Pada Jumat (26/7/2019) pagi, puluhan wartawan melakukan aksi solidaritas untuk kedua wartawan. Mereka menuntut keduanya dibebaskan.
“Yang jadi masalah itu adalah produk jurnalistik seharusnya menggunakan aturan kode etik dan undang-undang pers, bukan pidana. Ini salah prosedur dari awal,” ungkap Ririn Binti, wartawan senior di Palangkaraya dan anggota Persatuan Wartawan Indonesia (PWI) Kalteng.
Ririn mengungkapkan, dalam aksi tersebut, terdapat beberapa permohonan yang disampaikan ke Pengadilan Negeri Kota Palangkaraya. Salah satunya adalah tuntutan bebas kedua wartawan.
Dalam pengambilan keputusan, hakim harus mempertimbangkan kasus itu dengan mengedepankan Undang-Undang Pers Nomor 40 Tahun 1999.
“Ini sudah kasus kedua di Kalimantan Tengah dan masih banyak kasus lainnya yang berkaitan dengan produk jurnalistik yang masih belum diketahui,” kata Ririn.
Dalam pengambilan keputusan, lanjut Ririn, hakim harus mempertimbangkan kasus itu dengan mengedepankan Undang-Undang Pers Nomor 40 Tahun 1999. “Ini harus dilawan terus, kami tidak mau pemberitaan yang bersifat kontrol sosial diancam dengan penjara,” katanya.
Peserta aksi kemudian diterima Ketua Pengadilan Negeri Palangkaraya Kurnia Yani Darmono. Kurnia menerima pernyataan sikap para wartawan dan menjelaskan fungsi juga tugas pokok hakim dalam mengadili kasus. “Undang-Undang menjadi landasan berpijak akhir untuk menjatuhkan sebuah putusan,” katanya singkat.

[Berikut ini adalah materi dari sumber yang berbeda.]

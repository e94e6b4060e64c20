use crate::common::AppInfo;
use crate::storage::init_info::{write_atomically, InitInfoError, INIT_INFO_MAGIC};
use bytes::{Buf, BufMut};
use std::fs;
use std::path::Path;

pub const APP_INFO_FILE_NAME: &str = ".app-info";

/// Byte representation of `.app-info`:
///
/// ```text
/// +-----------+---------+-----------------...
/// | Magic (4) | CRC (4) | AppInfo JSON   ...
/// +-----------+---------+-----------------...
/// ```
///
/// * `CRC` - crc32 of the JSON payload
pub fn store_app_info(dir: &Path, app_info: &AppInfo) -> Result<(), InitInfoError> {
    let path = dir.join(APP_INFO_FILE_NAME);
    let json = serde_json::to_vec(app_info).map_err(|e| InitInfoError::InvalidData {
        file: path.display().to_string(),
        reason: e.to_string(),
    })?;

    let mut bytes = Vec::with_capacity(8 + json.len());
    bytes.put_u32_le(INIT_INFO_MAGIC);
    bytes.put_u32_le(crc32fast::hash(&json));
    bytes.extend_from_slice(&json);
    write_atomically(&path, &bytes)?;

    Ok(())
}

pub fn load_app_info(dir: &Path) -> Result<AppInfo, InitInfoError> {
    let path = dir.join(APP_INFO_FILE_NAME);
    let bytes = fs::read(&path)?;
    let invalid = |reason: String| InitInfoError::InvalidData {
        file: path.display().to_string(),
        reason,
    };
    if bytes.len() < 8 {
        return Err(invalid("file too short".into()));
    }

    let mut header = &bytes[..8];
    if header.get_u32_le() != INIT_INFO_MAGIC {
        return Err(invalid("bad magic".into()));
    }
    let crc = header.get_u32_le();
    let json = &bytes[8..];
    if crc32fast::hash(json) != crc {
        return Err(invalid("crc mismatch".into()));
    }

    serde_json::from_slice(json).map_err(|e| invalid(e.to_string()))
}

#[cfg(test)]
mod tests {
    use super::*;

    #[test]
    fn app_info_round_trip_and_damage() {
        let dir = tempfile::tempdir().unwrap();
        let mut app_info = AppInfo::new(2, "orders", "simple_kv", 4, 3);
        app_info
            .envs
            .insert("replica.write_throttling".into(), "100*delay*10".into());

        store_app_info(dir.path(), &app_info).unwrap();
        assert_eq!(load_app_info(dir.path()).unwrap(), app_info);

        let path = dir.path().join(APP_INFO_FILE_NAME);
        let mut bytes = fs::read(&path).unwrap();
        let last = bytes.len() - 2;
        bytes[last] ^= 0x20;
        fs::write(&path, bytes).unwrap();
        assert!(matches!(
            load_app_info(dir.path()),
            Err(InitInfoError::InvalidData { .. })
        ));
    }
}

Hal senada juga diungkapkan Kepala Bidang Hubungan Masyarakat Polda Kalteng Ajun Komisaris Besar (AKBP) Hendra Rochmawan. Menurut dia, permasalahan ini sudah dibicarakan dengan Dewan Pers dan PWI Kalteng sejak lama. “Kasus ini terkait kesalahan profesionalisme jurnalistik,” ujar dia.
Pada 2017 lalu, Polri dan Dewan Pers membuat nota kesepahaman terkait koordinasi dalam perlindungan kemerdekaan pers dan penegakan hukum dalam penyalahgunaan profesi wartawan. Kesepakatan itu ditandatangani Kapolri Jenderal Tito Karnavian dan Yosep Adi Prasetyo dari Dewan Pers. Tujuannya mengantisipasi penegakan hukum dalam kerja jurnalistik.
Di mata hukum, semua manusia sama dan wartawan memiliki rambu-rambu yang harus dipatuhi pada produk jurnalistiknya.(Hendra Rochmawan)
Menurut Hendra, kesepakatan itu belum dipahami secara menyeluruh oleh awak media. Di mata hukum, lanjut Hendra, semua manusia sama dan wartawan memiliki rambu-rambu yang harus dipatuhi pada produk jurnalistiknya.
“Pahami dulu apa produk jurnalistik dan yang bukan. Dalam kasus ini, itu kesalahan profesionalisme jurnalistik,” kata Hendra. Menurut dia, kesepakatan itu sangat bermanfaat untuk memberikan kesempatan mediasi dan banyak hal lainnya.
“(Dampaknya) Lebih terhormat dan lunak dari profesi apapun saat disidik oleh polisi,” kata Hendra.